Pseudonym, I do not think you are hallucinating here - I think it's just that GetSystemInfo() returns the page granularity, not the allocation granularity. While VirtualProtect() et al all operate on the page granularity, I think VirtualAlloc may well (at least sometimes) operate on its own granularity which is some multiple of the page granularity. Does that make sense?

So I think to actually figure this out you'd have to call VirtualAlloc() a bunch of times and see if it was aligning to 4k or 64k.

- Casey
You are right:

 1
 2
 3
 4
 5
 6
 7
 8
 9
10
11
12
13
#include <stdint.h>
#include <stdlib.h>
#include <stdio.h>
#include <windows.h>

int main()
{
  for (int i=0; i<100; i++)
  {
    uint64_t addr = (uint64_t)VirtualAlloc(NULL, 123123*(rand()%100+1), MEM_COMMIT | MEM_RESERVE, PAGE_READWRITE);
    printf("0x%016llx %% 64k = %i\n", addr, addr % (64*1024));
  }
}


For me that prints out addresses always on 64K boundary:

 1
 2
 3
 4
 5
 6
 7
 8
 9
10
11
12
13
14
15
16
17
18
0x00000000025e0000 % 64k = 0
0x0000000005740000 % 64k = 0
0x000000000a720000 % 64k = 0
0x00000000020f0000 % 64k = 0
0x000000000d040000 % 64k = 0
0x0000000012280000 % 64k = 0
0x0000000013fe0000 % 64k = 0
0x0000000019cb0000 % 64k = 0
0x000000001e200000 % 64k = 0
0x0000000022c00000 % 64k = 0
0x0000000027860000 % 64k = 0
0x0000000027f70000 % 64k = 0
0x000000002b580000 % 64k = 0
0x00000000315d0000 % 64k = 0
0x00000000336c0000 % 64k = 0
0x0000000037f90000 % 64k = 0

...


Even if I change to allocate only very small amount of bytes (1,2,3...).
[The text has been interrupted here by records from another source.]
//! Interactive menu loop over any line reader and writer

use std::io::{self, BufRead, Write};

use log::debug;

use crate::bank::Bank;
use crate::input::{
    parse_rule_line, parse_statement_line, parse_transaction_line, RULE_FORMAT, STATEMENT_FORMAT,
    TRANSACTION_FORMAT,
};
use crate::statement::{render_account, render_rules};

/// Menu choice, matched case-insensitively
#[derive(Debug, Clone, Copy, PartialEq, Eq)]
enum MenuChoice {
    InputTransactions,
    DefineRules,
    PrintStatement,
    Quit,
}

impl MenuChoice {
    fn parse(input: &str) -> Option<Self> {
        match input.trim().to_ascii_uppercase().as_str() {
            "I" => Some(MenuChoice::InputTransactions),
            "D" => Some(MenuChoice::DefineRules),
            "P" => Some(MenuChoice::PrintStatement),
            "Q" => Some(MenuChoice::Quit),
            _ => None,
        }
    }
}

/// Console session driving a `Bank`
pub struct Session<'a, R, W> {
    bank: &'a mut Bank,
    input: R,
    output: W,
}

impl<'a, R: BufRead, W: Write> Session<'a, R, W> {
    pub fn new(bank: &'a mut Bank, input: R, output: W) -> Self {
        Self { bank, input, output }
    }

    /// Run until the user quits or input ends
    pub fn run(&mut self) -> io::Result<()> {
        let mut first = true;
        loop {
            if first {
                writeln!(self.output, "Welcome to AwesomeGIC Bank! What would you like to do?")?;
            } else {
                writeln!(self.output)?;
                writeln!(self.output, "Is there anything else you'd like to do?")?;
            }
            first = false;

            writeln!(self.output, "[I]nput transactions")?;
            writeln!(self.output, "[D]efine interest rules")?;
            writeln!(self.output, "[P]rint statement")?;
            writeln!(self.output, "[Q]uit")?;

            let Some(line) = self.prompt()? else {
                return self.farewell();
            };

            match MenuChoice::parse(&line) {
                Some(MenuChoice::InputTransactions) => self.input_transaction()?,
                Some(MenuChoice::DefineRules) => self.define_rule()?,
                Some(MenuChoice::PrintStatement) => self.print_statement()?,
                Some(MenuChoice::Quit) => return self.farewell(),
                None => {
                    writeln!(self.output)?;
                    writeln!(self.output, "Invalid input. Please try again.")?;
                }
            }
        }
    }

    /// Print `> ` and read one trimmed line; `None` at end of input
    fn prompt(&mut self) -> io::Result<Option<String>> {
        write!(self.output, "> ")?;
        self.output.flush()?;

        let mut line = String::new();
        if self.input.read_line(&mut line)? == 0 {
            return Ok(None);
        }
        Ok(Some(line.trim().to_string()))
    }

    /// Show the format hint and read the detail line; `None` means back to the menu
    fn prompt_details(&mut self, what: &str, format: &str) -> io::Result<Option<String>> {
        writeln!(self.output)?;
        writeln!(self.output, "Please enter {what} in {format} format")?;
        writeln!(self.output, "(or enter blank to go back to the main menu):")?;
        Ok(self.prompt()?.filter(|line| !line.is_empty()))
    }

    fn report_error(&mut self, err: impl std::fmt::Display) -> io::Result<()> {
        debug!("Input rejected: {err}");
        writeln!(self.output)?;
        writeln!(self.output, "{err}")
    }

    fn input_transaction(&mut self) -> io::Result<()> {
        let Some(line) = self.prompt_details("transaction details", TRANSACTION_FORMAT)? else {
            return Ok(());
        };

        let recorded = parse_transaction_line(&line).and_then(|req| self.bank.record_transaction(req).map(render_account));
        match recorded {
            Ok(table) => {
                writeln!(self.output)?;
                writeln!(self.output, "Transaction added successfully.")?;
                writeln!(self.output)?;
                writeln!(self.output, "{table}")
            }
            Err(err) => self.report_error(err),
        }
    }

    fn define_rule(&mut self) -> io::Result<()> {
        let Some(line) = self.prompt_details("interest rule details", RULE_FORMAT)? else {
            return Ok(());
        };

        match parse_rule_line(&line) {
            Ok(rule) => {
                self.bank.define_rule(rule);
                writeln!(self.output)?;
                writeln!(self.output, "Interest rule added successfully.")?;
                writeln!(self.output)?;
                writeln!(self.output, "{}", render_rules(self.bank.rules()))
            }
            Err(err) => self.report_error(err),
        }
    }

    fn print_statement(&mut self) -> io::Result<()> {
        let Some(line) = self.prompt_details("account and month to generate the statement", STATEMENT_FORMAT)? else {
            return Ok(());
        };

        let statement = parse_statement_line(&line).and_then(|req| self.bank.statement(&req.account, req.period));
        match statement {
            Ok(statement) => {
                writeln!(self.output)?;
                writeln!(self.output, "{statement}")
            }
            Err(err) => self.report_error(err),
        }
    }

    fn farewell(&mut self) -> io::Result<()> {
        writeln!(self.output)?;
        writeln!(self.output, "Thank you for banking with AwesomeGIC Bank.")?;
        writeln!(self.output, "Have a nice day!")
    }
}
Edited by Mārtiņš Možeiko on
Yeah. That was my recollection. I'm not sure I know why that happens - it might have something to do with the way the page table works, in terms of look-ups or something. I suspect Mark Russinovich probably has the answer in one of his lectures somewhere... I've probably even heard it, but then forgot it :/

- Casey
That's interesting, maybe even more so the way you investigate things, thanks. :)
Raymond Chen has an answer. Pretty deep legacy stuff...
Yikes...

- Casey
OK, so that's where the vague memory comes from.

The thing I was working on, as I said, was a database server, and so we used page-structured files (e.g. B-trees) extensively. 64k is also the granularity of memory-mapped files on Windows, so that is the optimum page size.

Raymond Chen
You don't want to introduce gratuitous differences between architectures because it makes porting code between them harder.

From the point of view of someone trying to write a system which runs on Windows, Linux, and Solaris, that counts as a "gratuitous difference".